-- Opening Marker --
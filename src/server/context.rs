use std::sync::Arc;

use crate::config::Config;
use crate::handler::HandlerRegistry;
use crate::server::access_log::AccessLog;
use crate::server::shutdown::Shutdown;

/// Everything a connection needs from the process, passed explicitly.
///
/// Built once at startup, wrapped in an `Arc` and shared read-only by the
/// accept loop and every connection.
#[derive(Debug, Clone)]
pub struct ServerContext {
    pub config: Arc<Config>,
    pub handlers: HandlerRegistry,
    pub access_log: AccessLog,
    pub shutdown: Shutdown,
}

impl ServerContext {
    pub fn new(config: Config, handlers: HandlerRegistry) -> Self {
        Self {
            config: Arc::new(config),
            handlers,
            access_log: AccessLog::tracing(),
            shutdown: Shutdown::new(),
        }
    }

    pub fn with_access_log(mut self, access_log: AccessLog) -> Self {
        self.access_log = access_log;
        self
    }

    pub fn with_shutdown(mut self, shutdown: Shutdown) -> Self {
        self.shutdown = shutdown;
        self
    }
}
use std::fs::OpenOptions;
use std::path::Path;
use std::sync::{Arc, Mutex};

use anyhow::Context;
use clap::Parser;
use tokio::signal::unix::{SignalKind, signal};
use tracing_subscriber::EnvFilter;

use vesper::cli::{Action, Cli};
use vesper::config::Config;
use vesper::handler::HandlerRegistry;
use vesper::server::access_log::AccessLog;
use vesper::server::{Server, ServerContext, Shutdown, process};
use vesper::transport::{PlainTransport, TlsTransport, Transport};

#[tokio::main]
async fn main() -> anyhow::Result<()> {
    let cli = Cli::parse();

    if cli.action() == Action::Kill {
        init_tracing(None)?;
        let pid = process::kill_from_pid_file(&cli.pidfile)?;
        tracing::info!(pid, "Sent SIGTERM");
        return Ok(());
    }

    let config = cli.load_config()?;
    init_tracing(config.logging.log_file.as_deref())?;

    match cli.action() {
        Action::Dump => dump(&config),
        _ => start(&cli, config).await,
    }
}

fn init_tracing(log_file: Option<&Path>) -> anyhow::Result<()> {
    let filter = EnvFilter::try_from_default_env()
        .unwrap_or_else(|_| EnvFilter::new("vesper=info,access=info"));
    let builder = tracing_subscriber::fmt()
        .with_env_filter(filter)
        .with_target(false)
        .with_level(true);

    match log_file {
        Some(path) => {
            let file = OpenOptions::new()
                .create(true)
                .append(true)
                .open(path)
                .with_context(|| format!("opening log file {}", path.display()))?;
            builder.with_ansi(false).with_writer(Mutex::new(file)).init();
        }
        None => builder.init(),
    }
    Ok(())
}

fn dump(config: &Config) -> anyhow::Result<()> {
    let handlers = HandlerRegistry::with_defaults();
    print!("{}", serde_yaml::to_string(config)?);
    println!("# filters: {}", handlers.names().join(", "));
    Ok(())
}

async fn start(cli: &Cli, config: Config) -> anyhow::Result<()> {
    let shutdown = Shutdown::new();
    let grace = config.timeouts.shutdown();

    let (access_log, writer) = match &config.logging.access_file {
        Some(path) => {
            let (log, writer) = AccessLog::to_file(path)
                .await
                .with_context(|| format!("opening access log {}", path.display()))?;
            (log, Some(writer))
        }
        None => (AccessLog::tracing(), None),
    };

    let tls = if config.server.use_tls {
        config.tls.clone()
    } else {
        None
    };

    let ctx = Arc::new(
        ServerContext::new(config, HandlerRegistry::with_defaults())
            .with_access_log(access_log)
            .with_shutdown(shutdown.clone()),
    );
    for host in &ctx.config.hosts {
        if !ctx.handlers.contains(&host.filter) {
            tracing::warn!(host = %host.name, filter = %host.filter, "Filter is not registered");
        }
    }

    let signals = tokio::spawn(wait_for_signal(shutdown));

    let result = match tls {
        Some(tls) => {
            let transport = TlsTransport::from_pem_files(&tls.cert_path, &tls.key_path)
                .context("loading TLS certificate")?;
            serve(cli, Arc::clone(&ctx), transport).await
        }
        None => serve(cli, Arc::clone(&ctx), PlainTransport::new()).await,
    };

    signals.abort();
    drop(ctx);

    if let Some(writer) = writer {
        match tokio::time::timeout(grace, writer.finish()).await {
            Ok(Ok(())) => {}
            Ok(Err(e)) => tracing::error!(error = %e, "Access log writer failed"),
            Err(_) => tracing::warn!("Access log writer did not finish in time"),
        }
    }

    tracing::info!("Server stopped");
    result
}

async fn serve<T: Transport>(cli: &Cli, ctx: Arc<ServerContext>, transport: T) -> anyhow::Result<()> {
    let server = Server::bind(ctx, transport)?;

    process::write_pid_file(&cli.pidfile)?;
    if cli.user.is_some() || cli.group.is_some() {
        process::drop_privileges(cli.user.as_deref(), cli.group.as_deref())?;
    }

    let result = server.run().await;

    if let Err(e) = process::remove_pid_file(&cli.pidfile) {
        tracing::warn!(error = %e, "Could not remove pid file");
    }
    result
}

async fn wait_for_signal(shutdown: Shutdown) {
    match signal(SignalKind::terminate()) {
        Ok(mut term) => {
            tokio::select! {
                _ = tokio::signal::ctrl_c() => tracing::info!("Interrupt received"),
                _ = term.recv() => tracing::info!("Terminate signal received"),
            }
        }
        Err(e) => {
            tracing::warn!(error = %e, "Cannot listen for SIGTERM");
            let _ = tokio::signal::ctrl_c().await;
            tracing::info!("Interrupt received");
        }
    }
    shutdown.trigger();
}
-- Closing Marker --
-- Opening Marker --
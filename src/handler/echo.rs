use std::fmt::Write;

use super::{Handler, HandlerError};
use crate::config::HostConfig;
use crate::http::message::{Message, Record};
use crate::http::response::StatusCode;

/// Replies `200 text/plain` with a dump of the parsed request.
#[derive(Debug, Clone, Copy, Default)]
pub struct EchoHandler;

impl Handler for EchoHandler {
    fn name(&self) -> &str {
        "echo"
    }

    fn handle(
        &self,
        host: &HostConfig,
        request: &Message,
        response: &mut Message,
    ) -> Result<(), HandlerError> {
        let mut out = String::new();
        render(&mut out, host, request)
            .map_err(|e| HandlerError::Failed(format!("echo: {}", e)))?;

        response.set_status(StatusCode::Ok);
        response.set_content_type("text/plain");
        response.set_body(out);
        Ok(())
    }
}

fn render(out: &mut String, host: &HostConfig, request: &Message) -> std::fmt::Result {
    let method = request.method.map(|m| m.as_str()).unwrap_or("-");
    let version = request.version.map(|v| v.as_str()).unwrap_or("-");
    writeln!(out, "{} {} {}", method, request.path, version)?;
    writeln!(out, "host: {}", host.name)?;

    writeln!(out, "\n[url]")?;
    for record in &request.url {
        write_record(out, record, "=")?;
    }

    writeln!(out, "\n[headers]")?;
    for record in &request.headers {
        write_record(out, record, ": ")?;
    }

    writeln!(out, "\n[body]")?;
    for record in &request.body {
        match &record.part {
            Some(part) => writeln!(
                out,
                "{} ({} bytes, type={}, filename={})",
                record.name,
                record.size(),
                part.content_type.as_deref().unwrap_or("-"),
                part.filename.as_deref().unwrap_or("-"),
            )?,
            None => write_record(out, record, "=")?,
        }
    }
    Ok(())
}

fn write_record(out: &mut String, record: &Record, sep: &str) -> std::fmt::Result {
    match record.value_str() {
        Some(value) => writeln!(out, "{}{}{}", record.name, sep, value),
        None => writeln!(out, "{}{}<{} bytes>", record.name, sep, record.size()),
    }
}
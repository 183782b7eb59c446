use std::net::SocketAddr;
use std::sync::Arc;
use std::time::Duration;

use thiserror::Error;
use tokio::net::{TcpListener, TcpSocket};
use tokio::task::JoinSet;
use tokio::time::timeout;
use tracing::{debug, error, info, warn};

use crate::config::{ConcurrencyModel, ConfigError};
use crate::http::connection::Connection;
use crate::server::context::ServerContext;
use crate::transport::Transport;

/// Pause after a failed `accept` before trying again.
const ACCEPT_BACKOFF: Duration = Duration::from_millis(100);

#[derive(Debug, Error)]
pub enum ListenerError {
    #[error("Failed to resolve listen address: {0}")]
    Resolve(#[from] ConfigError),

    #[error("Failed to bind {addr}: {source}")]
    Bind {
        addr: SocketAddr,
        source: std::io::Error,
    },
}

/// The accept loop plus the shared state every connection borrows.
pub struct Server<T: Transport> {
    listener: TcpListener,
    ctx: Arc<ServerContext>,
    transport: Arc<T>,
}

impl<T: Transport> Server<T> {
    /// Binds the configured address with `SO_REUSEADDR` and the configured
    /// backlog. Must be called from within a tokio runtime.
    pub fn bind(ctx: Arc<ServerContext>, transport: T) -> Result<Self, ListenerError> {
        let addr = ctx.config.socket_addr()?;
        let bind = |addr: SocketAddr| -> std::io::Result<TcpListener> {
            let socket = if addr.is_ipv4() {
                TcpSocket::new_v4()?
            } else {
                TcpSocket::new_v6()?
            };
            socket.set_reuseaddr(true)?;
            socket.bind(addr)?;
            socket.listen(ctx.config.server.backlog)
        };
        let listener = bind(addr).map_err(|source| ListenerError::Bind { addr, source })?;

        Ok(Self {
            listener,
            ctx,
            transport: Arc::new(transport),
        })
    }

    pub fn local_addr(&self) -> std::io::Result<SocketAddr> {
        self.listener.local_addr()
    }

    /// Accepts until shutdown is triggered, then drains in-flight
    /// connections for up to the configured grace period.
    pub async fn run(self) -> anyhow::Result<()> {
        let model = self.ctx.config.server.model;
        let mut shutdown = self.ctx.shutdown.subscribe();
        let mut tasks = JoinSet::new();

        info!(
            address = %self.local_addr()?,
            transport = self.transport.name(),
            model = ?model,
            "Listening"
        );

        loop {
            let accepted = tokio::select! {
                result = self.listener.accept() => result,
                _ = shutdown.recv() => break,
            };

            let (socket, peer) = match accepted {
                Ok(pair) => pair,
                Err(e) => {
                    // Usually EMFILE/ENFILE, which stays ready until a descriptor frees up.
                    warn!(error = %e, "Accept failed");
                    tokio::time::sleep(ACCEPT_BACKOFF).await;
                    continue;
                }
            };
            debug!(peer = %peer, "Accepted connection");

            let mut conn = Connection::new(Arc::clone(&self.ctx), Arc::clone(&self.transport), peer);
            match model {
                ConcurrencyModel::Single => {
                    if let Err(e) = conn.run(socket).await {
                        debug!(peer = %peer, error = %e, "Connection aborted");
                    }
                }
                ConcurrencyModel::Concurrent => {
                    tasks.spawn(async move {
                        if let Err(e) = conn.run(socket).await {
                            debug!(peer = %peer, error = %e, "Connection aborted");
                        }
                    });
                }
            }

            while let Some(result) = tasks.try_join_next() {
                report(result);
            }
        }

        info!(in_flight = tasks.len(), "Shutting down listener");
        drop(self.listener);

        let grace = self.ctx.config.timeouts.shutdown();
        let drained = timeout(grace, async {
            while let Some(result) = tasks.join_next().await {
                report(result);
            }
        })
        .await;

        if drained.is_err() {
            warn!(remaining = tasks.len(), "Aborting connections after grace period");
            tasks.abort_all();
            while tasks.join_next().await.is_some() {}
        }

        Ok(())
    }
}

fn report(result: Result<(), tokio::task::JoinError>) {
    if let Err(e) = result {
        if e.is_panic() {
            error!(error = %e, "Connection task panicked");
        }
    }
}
-- Closing Marker --
Could you state how many lines of the records contain "AccessLog"? Give the number and nothing else.

# Answer box:
7